The problem:
From the first line to the last, copy the data exactly.

Provided records:
########################################

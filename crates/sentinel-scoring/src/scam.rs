//! Social-engineering phrase detection.
//!
//! The per-phrase weight is a parameter, not a constant: the risk
//! aggregator and the standalone scam check each pass their own configured
//! weight.

use tracing::debug;

use sentinel_contracts::risk::ScamCheckResult;

use crate::lexicon;

/// Scan `text` against `catalog`, weighting each match by
/// `per_phrase_weight`. The contribution saturates at 100.
pub fn detect(text: &str, catalog: &[String], per_phrase_weight: u32) -> ScamCheckResult {
    let phrases: Vec<String> = lexicon::match_phrases(text, catalog)
        .into_iter()
        .map(str::to_string)
        .collect();
    let count = phrases.len();
    let risk_contribution = (count as u32).saturating_mul(per_phrase_weight).min(100);

    if count > 0 {
        debug!(count, risk_contribution, phrases = ?phrases, "scam phrases matched");
    }

    ScamCheckResult {
        detected: count > 0,
        phrases,
        count,
        risk_contribution,
    }
}
//! Weighted risk aggregation.
//!
//! Evaluation algorithm, additive and in fixed order. Each rule that fires
//! appends one factor string:
//!
//! 1. Amount: the first tier (highest first) the amount exceeds.
//! 2. Scam phrases: the detector's contribution at the aggregation weight.
//! 3. Liveness: fixed points when verification failed.
//! 4. Stress: fixed points for high or medium stress.
//!
//! The total is clamped to 100 before the level is derived, so the level is
//! a monotonic function of the reported score.

use tracing::debug;

use sentinel_contracts::{risk::RiskVerdict, signal::StressLevel};
use sentinel_policy::ScoringPolicy;

use crate::scam;

/// Aggregate every signal into a single verdict.
pub fn evaluate(
    amount: f64,
    transcript: &str,
    liveness_passed: bool,
    stress_level: StressLevel,
    policy: &ScoringPolicy,
) -> RiskVerdict {
    let table = &policy.risk;
    let mut score: u32 = 0;
    let mut factors = Vec::new();

    // ── 1. Amount tier ───────────────────────────────────────────────────────
    if let Some(tier) = table.amount_tiers.iter().find(|t| amount > t.above) {
        score = score.saturating_add(tier.points);
        factors.push(tier.factor.clone());
    }

    // ── 2. Scam phrases ──────────────────────────────────────────────────────
    let scam_check = scam::detect(
        transcript,
        &policy.lexicon.scam_phrases,
        policy.scam.aggregation_weight,
    );
    score = score.saturating_add(scam_check.risk_contribution);
    if scam_check.detected {
        factors.push(format!(
            "scam phrases detected: {}",
            scam_check.phrases.join(", ")
        ));
    }

    // ── 3. Liveness ──────────────────────────────────────────────────────────
    if !liveness_passed {
        score = score.saturating_add(table.failed_liveness_points);
        factors.push("failed voice liveness verification".to_string());
    }

    // ── 4. Stress ────────────────────────────────────────────────────────────
    match stress_level {
        StressLevel::High => {
            score = score.saturating_add(table.high_stress_points);
            factors.push("high stress detected in voice".to_string());
        }
        StressLevel::Medium => {
            score = score.saturating_add(table.medium_stress_points);
            factors.push("moderate stress detected".to_string());
        }
        StressLevel::Low => {}
    }

    let risk_score = score.min(100);
    let risk_level = table.levels.level_for(risk_score);

    debug!(
        risk_score,
        risk_level = %risk_level,
        factor_count = factors.len(),
        "risk aggregated"
    );

    RiskVerdict {
        risk_score,
        risk_level,
        factors,
        requires_additional_verification: risk_score >= table.additional_verification_at,
    }
}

########################################

Answer below:
filename crates/sentinel-scoring/src/scam.rs
//! Social-engineering phrase detection.
//!
//! The per-phrase weight is a parameter, not a constant: the risk
//! aggregator and the standalone scam check each pass their own configured
//! weight.

use tracing::debug;

use sentinel_contracts::risk::ScamCheckResult;

use crate::lexicon;

/// Scan `text` against `catalog`, weighting each match by
/// `per_phrase_weight`. The contribution saturates at 100.
pub fn detect(text: &str, catalog: &[String], per_phrase_weight: u32) -> ScamCheckResult {
    let phrases: Vec<String> = lexicon::match_phrases(text, catalog)
        .into_iter()
        .map(str::to_string)
        .collect();
    let count = phrases.len();
    let risk_contribution = (count as u32).saturating_mul(per_phrase_weight).min(100);

    if count > 0 {
        debug!(count, risk_contribution, phrases = ?phrases, "scam phrases matched");
    }

    ScamCheckResult {
        detected: count > 0,
        phrases,
        count,
        risk_contribution,
    }
}
//! Weighted risk aggregation.
//!
//! Evaluation algorithm, additive and in fixed order. Each rule that fires
//! appends one factor string:
//!
//! 1. Amount: the first tier (highest first) the amount exceeds.
//! 2. Scam phrases: the detector's contribution at the aggregation weight.
//! 3. Liveness: fixed points when verification failed.
//! 4. Stress: fixed points for high or medium stress.
//!
//! The total is clamped to 100 before the level is derived, so the level is
//! a monotonic function of the reported score.

use tracing::debug;

use sentinel_contracts::{risk::RiskVerdict, signal::StressLevel};
use sentinel_policy::ScoringPolicy;

use crate::scam;

/// Aggregate every signal into a single verdict.
pub fn evaluate(
    amount: f64,
    transcript: &str,
    liveness_passed: bool,
    stress_level: StressLevel,
    policy: &ScoringPolicy,
) -> RiskVerdict {
    let table = &policy.risk;
    let mut score: u32 = 0;
    let mut factors = Vec::new();

    // ── 1. Amount tier ───────────────────────────────────────────────────────
    if let Some(tier) = table.amount_tiers.iter().find(|t| amount > t.above) {
        score = score.saturating_add(tier.points);
        factors.push(tier.factor.clone());
    }

    // ── 2. Scam phrases ──────────────────────────────────────────────────────
    let scam_check = scam::detect(
        transcript,
        &policy.lexicon.scam_phrases,
        policy.scam.aggregation_weight,
    );
    score = score.saturating_add(scam_check.risk_contribution);
    if scam_check.detected {
        factors.push(format!(
            "scam phrases detected: {}",
            scam_check.phrases.join(", ")
        ));
    }

    // ── 3. Liveness ──────────────────────────────────────────────────────────
    if !liveness_passed {
        score = score.saturating_add(table.failed_liveness_points);
        factors.push("failed voice liveness verification".to_string());
    }

    // ── 4. Stress ────────────────────────────────────────────────────────────
    match stress_level {
        StressLevel::High => {
            score = score.saturating_add(table.high_stress_points);
            factors.push("high stress detected in voice".to_string());
        }
        StressLevel::Medium => {
            score = score.saturating_add(table.medium_stress_points);
            factors.push("moderate stress detected".to_string());
        }
        StressLevel::Low => {}
    }

    let risk_score = score.min(100);
    let risk_level = table.levels.level_for(risk_score);

    debug!(
        risk_score,
        risk_level = %risk_level,
        factor_count = factors.len(),
        "risk aggregated"
    );

    RiskVerdict {
        risk_score,
        risk_level,
        factors,
        requires_additional_verification: risk_score >= table.additional_verification_at,
    }
}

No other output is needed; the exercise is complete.